# How does the Stowa Flieger compare to the IWC mark XVI?



## sunster (Apr 17, 2007)

Stowa novice.
From what i've read, the stowa flieger and the IWC mark XVI comes from the same world war 2 roots. 
Not having handlesd a stowa can someone tell me how these 2 watches compare in terms of feel, fit and finish? I aware there's a huge price difference.
I'd be getting either one with black leather strap if I do go for one.

Which stowa is more popular- with/without label, with or without date?


----------



## Dr. Robert (Jun 10, 2008)

From what I've read there were 5 firms that supplied the Luftwaffe......IWC, A. Lange, Wempe, Laco & Stowa. IWC...weird..wasn't that firm owned by an American at one time????
I have the basic Stowa Airman Auto(no date) w/ logo. I have seen & handled 2 IWC MK's, a MKXV & XVI...my Stowa has an exhibition caseback, IWC has solid caseback...Stowa's a bit lighter than the IWC MK's, & my Stowa's 40mm vs. 38 & 39mm. My Stowa has an overall satin finish, IWC has shiny & satin. IMO both the IWC & Stowa are beautiful, both have great attn. to detail & excellent fit & finish...I am very happy w/ my Stowa, it's very precise, only negative...the strap, kinda cheap & stiff, I replaced it, no big expense....the IWC's are sharp but at present beyond my budget.
The purists like the Stowa Airman w/ no logo, no date, hand wind, etc....but for the $ value, the basic, Airman auto w/ logo can't be beat...I like mine a lot!


----------



## sunster (Apr 17, 2007)

Nice pics ...thanks


----------



## mr.frida (Mar 18, 2008)

hallo, dr.robert is absolutly right. for the money the stowa airman (all of them, in personell choice) are the best u can get for the money. i got mine airman auto wo/logo for about a year now and i am still more than happy with it. it keeps time for about 2-7 sec. a day without the cosc movement and is very well done in finish. the blue hands are amazing ;-). even in my opinion the only manko is the strap. i change mine at the moment it arrived to a black kaufmann croco. so it is very dressy too ;-) anyway u cannot go wrong with any stowa airman, in my opinion with any stowa. so go and get one. bye


----------



## rabul (May 8, 2009)

well, a matter of taste i guess. 

i still have my mkxv and handled the mk xvi. feel, finish, the iwc is on top. though for the money, like dr. robert and mr. frida said, stowa is much better.

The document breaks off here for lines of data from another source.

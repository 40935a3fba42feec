// Copyright 2026 U.S. Federal Government (in countries where recognized)
// SPDX-License-Identifier: Apache-2.0

/*!
Synchronous single-sample NTPv4 client.

Sends one client-mode packet to a server over a connected datagram channel, waits for one
reply, and hands back the reply with the four exchange timestamps filled in. Offset and
round-trip delay are computed from that packet.

# Example
Shows how to ask a server how far off the local clock is.

```rust,no_run
use std::time::Duration;

fn main() -> std::io::Result<()> {
    let mut client = ntp_client::NtpClient::connect("time.nist.gov:123")?;
    client.set_timeout(Duration::from_secs(5))?;

    let reply = client.query()?;
    println!("server time: {:?}", reply.transmit_timestamp());
    println!("offset: {}", reply.correction_offset().map_err(std::io::Error::from)?);
    println!("delay: {}", reply.round_trip_time().map_err(std::io::Error::from)?);

    client.close();
    Ok(())
}
```
*/

#![deny(unsafe_code)]
#![warn(missing_docs)]

// Re-export codec types from ntp_proto for convenience.
pub use ntp_proto::{ntp_time, protocol};

/// Datagram channel abstraction and the UDP implementation.
pub mod channel;

/// The blocking one-shot NTP client.
pub mod client;

/// Client defaults and builder.
pub mod config;

/// Custom error types for the NTP client.
///
/// Provides [`error::NtpError`] and sub-error types for programmatic error matching
/// via `io::Error::get_ref()` and `downcast_ref`.
pub mod error;

pub use channel::DatagramChannel;
pub use client::{NtpClient, request, request_with_timeout};
pub use config::NtpClientBuilder;
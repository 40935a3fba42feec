// Copyright 2026 U.S. Federal Government (in countries where recognized)
// SPDX-License-Identifier: Apache-2.0

//! Custom error types for the NTP client.
//!
//! All public APIs return `io::Result<T>`. Internally, errors are constructed as `NtpError`
//! variants and converted to `io::Error` via `From<NtpError> for io::Error`.
//!
//! Callers who want programmatic error matching can downcast via `io::Error::get_ref()`:
//!
//! ```no_run
//! use ntp_client::error::{NtpError, TimeoutError};
//!
//! match ntp_client::request("time.nist.gov:123") {
//!     Ok(reply) => println!("offset: {:?}", reply.correction_offset()),
//!     Err(e) => {
//!         if let Some(ntp_err) = e.get_ref().and_then(|inner| inner.downcast_ref::<NtpError>()) {
//!             match ntp_err {
//!                 NtpError::Timeout(TimeoutError::Recv) => eprintln!("no reply in time"),
//!                 _ => eprintln!("NTP error: {ntp_err}"),
//!             }
//!         }
//!     }
//! }
//! ```

pub use ntp_proto::error::{PacketError, TimestampField};

use std::fmt;
use std::io;
use std::time::Duration;

/// Errors that can occur during NTP client operations.
#[derive(Debug)]
pub enum NtpError {
    /// The reply could not be decoded, or the exchange is missing a timestamp.
    Packet(PacketError),
    /// Operation timed out.
    Timeout(TimeoutError),
    /// Invalid configuration or client state.
    Config(ConfigError),
    /// Underlying I/O error (socket bind, DNS resolution, etc.).
    Io(io::Error),
}

/// Timeout errors for NTP operations.
#[derive(Clone, Copy, Debug, Eq, PartialEq)]
pub enum TimeoutError {
    /// NTP send operation timed out.
    Send,
    /// NTP receive operation timed out.
    Recv,
}

/// Configuration errors.
#[derive(Clone, Debug, Eq, PartialEq)]
pub enum ConfigError {
    /// The builder was finished without a server.
    NoServer,
    /// Address resolved to no socket addresses.
    NoAddresses {
        /// The address that failed to resolve.
        address: String,
    },
    /// Receive timeout below [`MIN_TIMEOUT`](crate::config::MIN_TIMEOUT).
    TimeoutTooShort {
        /// The rejected timeout.
        requested: Duration,
    },
    /// The client has been closed.
    Closed,
}

// ── Display implementations ─────────────────────────────────────────

impl fmt::Display for NtpError {
    fn fmt(&self, f: &mut fmt::Formatter<'_>) -> fmt::Result {
        match self {
            NtpError::Packet(e) => write!(f, "NTP packet error: {e}"),
            NtpError::Timeout(e) => write!(f, "NTP timeout: {e}"),
            NtpError::Config(e) => write!(f, "NTP config error: {e}"),
            NtpError::Io(e) => write!(f, "{e}"),
        }
    }
}

impl fmt::Display for TimeoutError {
    fn fmt(&self, f: &mut fmt::Formatter<'_>) -> fmt::Result {
        match self {
            TimeoutError::Send => write!(f, "NTP send timed out"),
            TimeoutError::Recv => write!(f, "NTP recv timed out"),
        }
    }
}

impl fmt::Display for ConfigError {
    fn fmt(&self, f: &mut fmt::Formatter<'_>) -> fmt::Result {
        match self {
            ConfigError::NoServer => write!(f, "a server address is required"),
            ConfigError::NoAddresses { address } => {
                write!(f, "address resolved to no socket addresses: {address}")
            }
            ConfigError::TimeoutTooShort { requested } => {
                write!(f, "timeout must be at least 1ms, got {requested:?}")
            }
            ConfigError::Closed => write!(f, "client is closed"),
        }
    }
}

// ── Error trait implementations ─────────────────────────────────────

impl std::error::Error for NtpError {
    fn source(&self) -> Option<&(dyn std::error::Error + 'static)> {
        match self {
            NtpError::Packet(e) => Some(e),
            NtpError::Io(e) => Some(e),
            _ => None,
        }
    }
}

impl std::error::Error for TimeoutError {}
impl std::error::Error for ConfigError {}

// ── From conversions ────────────────────────────────────────────────

impl From<NtpError> for io::Error {
    fn from(err: NtpError) -> io::Error {
        let kind = match &err {
            NtpError::Packet(PacketError::BufferTooShort { .. }) => io::ErrorKind::UnexpectedEof,
            NtpError::Packet(PacketError::InvalidField { .. }) => io::ErrorKind::InvalidInput,
            NtpError::Packet(PacketError::MissingTimestamp(_)) => io::ErrorKind::InvalidData,
            NtpError::Timeout(_) => io::ErrorKind::TimedOut,
            NtpError::Config(ConfigError::Closed) => io::ErrorKind::NotConnected,
            NtpError::Config(_) => io::ErrorKind::InvalidInput,
            NtpError::Io(e) => e.kind(),
        };
        // Preserve the original io::Error directly for the Io variant.
        if let NtpError::Io(e) = err {
            return e;
        }
        io::Error::new(kind, err)
    }
}

impl From<io::Error> for NtpError {
    fn from(err: io::Error) -> NtpError {
        NtpError::Io(err)
    }
}

impl From<PacketError> for NtpError {
    fn from(err: PacketError) -> NtpError {
        NtpError::Packet(err)
    }
}

impl From<TimeoutError> for NtpError {
    fn from(err: TimeoutError) -> NtpError {
        NtpError::Timeout(err)
    }
}

impl From<ConfigError> for NtpError {
    fn from(err: ConfigError) -> NtpError {
        NtpError::Config(err)
    }
}

// ── Tests ───────────────────────────────────────────────────────────

#[cfg(test)]
mod tests {
    use super::*;

    #[test]
    fn test_timeout_error_display() {
        assert_eq!(TimeoutError::Send.to_string(), "NTP send timed out");
        assert_eq!(TimeoutError::Recv.to_string(), "NTP recv timed out");
    }

    #[test]
    fn test_config_error_display() {
        assert_eq!(
            ConfigError::NoServer.to_string(),
            "a server address is required"
        );
        let e = ConfigError::TimeoutTooShort {
            requested: Duration::ZERO,
        };
        assert_eq!(e.to_string(), "timeout must be at least 1ms, got 0ns");
        assert_eq!(ConfigError::Closed.to_string(), "client is closed");
    }

    #[test]
    fn test_packet_error_display() {
        let e = NtpError::Packet(PacketError::MissingTimestamp(TimestampField::Destination));
        assert_eq!(
            e.to_string(),
            "NTP packet error: destination timestamp is not set"
        );
    }

    #[test]
    fn test_ntp_error_to_io_error_kind() {
        let cases: Vec<(NtpError, io::ErrorKind)> = vec![
            (
                NtpError::Packet(PacketError::BufferTooShort {
                    needed: 48,
                    available: 12,
                }),
                io::ErrorKind::UnexpectedEof,
            ),
            (
                NtpError::Packet(PacketError::MissingTimestamp(TimestampField::Origin)),
                io::ErrorKind::InvalidData,
            ),
            (
                NtpError::Timeout(TimeoutError::Recv),
                io::ErrorKind::TimedOut,
            ),
            (
                NtpError::Config(ConfigError::NoServer),
                io::ErrorKind::InvalidInput,
            ),
            (
                NtpError::Config(ConfigError::TimeoutTooShort {
                    requested: Duration::ZERO,
                }),
                io::ErrorKind::InvalidInput,
            ),
            (
                NtpError::Config(ConfigError::Closed),
                io::ErrorKind::NotConnected,
            ),
        ];
        for (ntp_err, expected_kind) in cases {
            let io_err: io::Error = ntp_err.into();
            assert_eq!(io_err.kind(), expected_kind);
        }
    }

    #[test]
    fn test_ntp_error_downcast_roundtrip() {
        let err = NtpError::Timeout(TimeoutError::Recv);
        let io_err: io::Error = err.into();
        assert_eq!(io_err.kind(), io::ErrorKind::TimedOut);

        let inner = io_err
            .get_ref()
            .unwrap()
            .downcast_ref::<NtpError>()
            .unwrap();
        assert!(matches!(inner, NtpError::Timeout(TimeoutError::Recv)));
    }

    #[test]
    fn test_io_error_passthrough() {
        let orig = io::Error::new(io::ErrorKind::ConnectionReset, "reset");
        let kind = orig.kind();
        let io_err: io::Error = NtpError::Io(orig).into();
        assert_eq!(io_err.kind(), kind);
        assert_eq!(io_err.to_string(), "reset");
    }

    #[test]
    fn test_from_io_error() {
        let orig = io::Error::new(io::ErrorKind::BrokenPipe, "broken");
        let ntp_err: NtpError = orig.into();
        assert!(matches!(ntp_err, NtpError::Io(_)));
    }
}
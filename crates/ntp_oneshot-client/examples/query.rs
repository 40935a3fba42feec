// Copyright 2026 U.S. Federal Government (in countries where recognized)
// SPDX-License-Identifier: Apache-2.0

//! Query one NTP server and print the reply, the offset and the delay.
//!
//! Usage: `cargo run -p ntp_oneshot-client --example query [server]`

use chrono::Local;
use std::error::Error;
use std::time::Duration;

fn main() -> Result<(), Box<dyn Error>> {
    let server = std::env::args()
        .nth(1)
        .unwrap_or_else(|| "time.nist.gov".to_string());

    let mut client = ntp_client::NtpClient::builder()
        .server(server.as_str())
        .timeout(Duration::from_secs(5))
        .build()?;
    let reply = client.query()?;
    client.close();

    println!("{server} ({:?})", client.peer_addr());
    println!("  {reply}");
    if let Some(t3) = reply.transmit_timestamp() {
        println!("  server time: {}", t3.with_timezone(&Local));
    }
    println!("  offset: {}", reply.correction_offset()?);
    println!("  delay:  {}", reply.round_trip_time()?);
    Ok(())
}
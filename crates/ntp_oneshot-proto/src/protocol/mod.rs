//! Types and constants of the NTPv4 packet.
//!
//! [`Packet`] is a view over the 48-byte wire buffer: every accessor reads or writes the bytes
//! directly, so the buffer is always ready to send. [`FromBytes`] and [`ToBytes`] move the
//! fixed-size pieces in and out of plain byte slices in network byte order.
//!
//! Documentation is largely derived (and often copied directly) from IETF RFC 5905.

/// NTP port number.
pub const PORT: u16 = 123;

/// NTP version number written into new requests.
pub const VERSION: u8 = 4;

mod bytes;
mod packet;
mod traits;
mod types;

pub use self::packet::*;
pub use self::traits::*;
pub use self::types::*;
use crate::error::PacketError;

/// Types that have a constant size when written to or read from bytes.
pub trait ConstPackedSizeBytes {
    /// The constant size in bytes when this type is packed for network transmission.
    const PACKED_SIZE_BYTES: usize;
}

/// Parse a type from a byte slice, returning the parsed value and the number
/// of bytes consumed.
pub trait FromBytes: Sized {
    /// Parse from the given byte slice. Returns the parsed value and the
    /// number of bytes consumed from the front of `buf`.
    fn from_bytes(buf: &[u8]) -> Result<(Self, usize), PacketError>;
}

/// Serialize a type into a byte slice, returning the number of bytes written.
pub trait ToBytes {
    /// Write this value into the given byte slice. Returns the number of bytes
    /// written. Fails with [`PacketError::BufferTooShort`] if `buf` is too short.
    fn to_bytes(&self, buf: &mut [u8]) -> Result<usize, PacketError>;
}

i chose stowa no logo because you can't have the no logo from iwc nor wempe. the mk xvi with the larger minute/hour hand is more legible than the stowa. my stowa is interestingly more accurate than the iwc.


----------



## Tristan17 (Dec 22, 2007)

stowa gets my vote! b-)


----------



## Hansch99 (Oct 3, 2008)

There's more information on this subject here:
https://www.watchuseek.com/showthread.php?t=223782&highlight=Stowa

I like the IWC better than the Stowa, but not enough to justify the price increase. I'd get the Stowa if I was between the two.


----------



## Guest (Jul 31, 2009)

Those who can easily afford an IWC should buy an IWC, for those who can not the Stowa is a very good alternative.


----------



## roseskunk (Jul 20, 2008)

stuffler said:


> Those who can easily afford an IWC should buy an IWC, for those who can not the Stowa is a very good alternative.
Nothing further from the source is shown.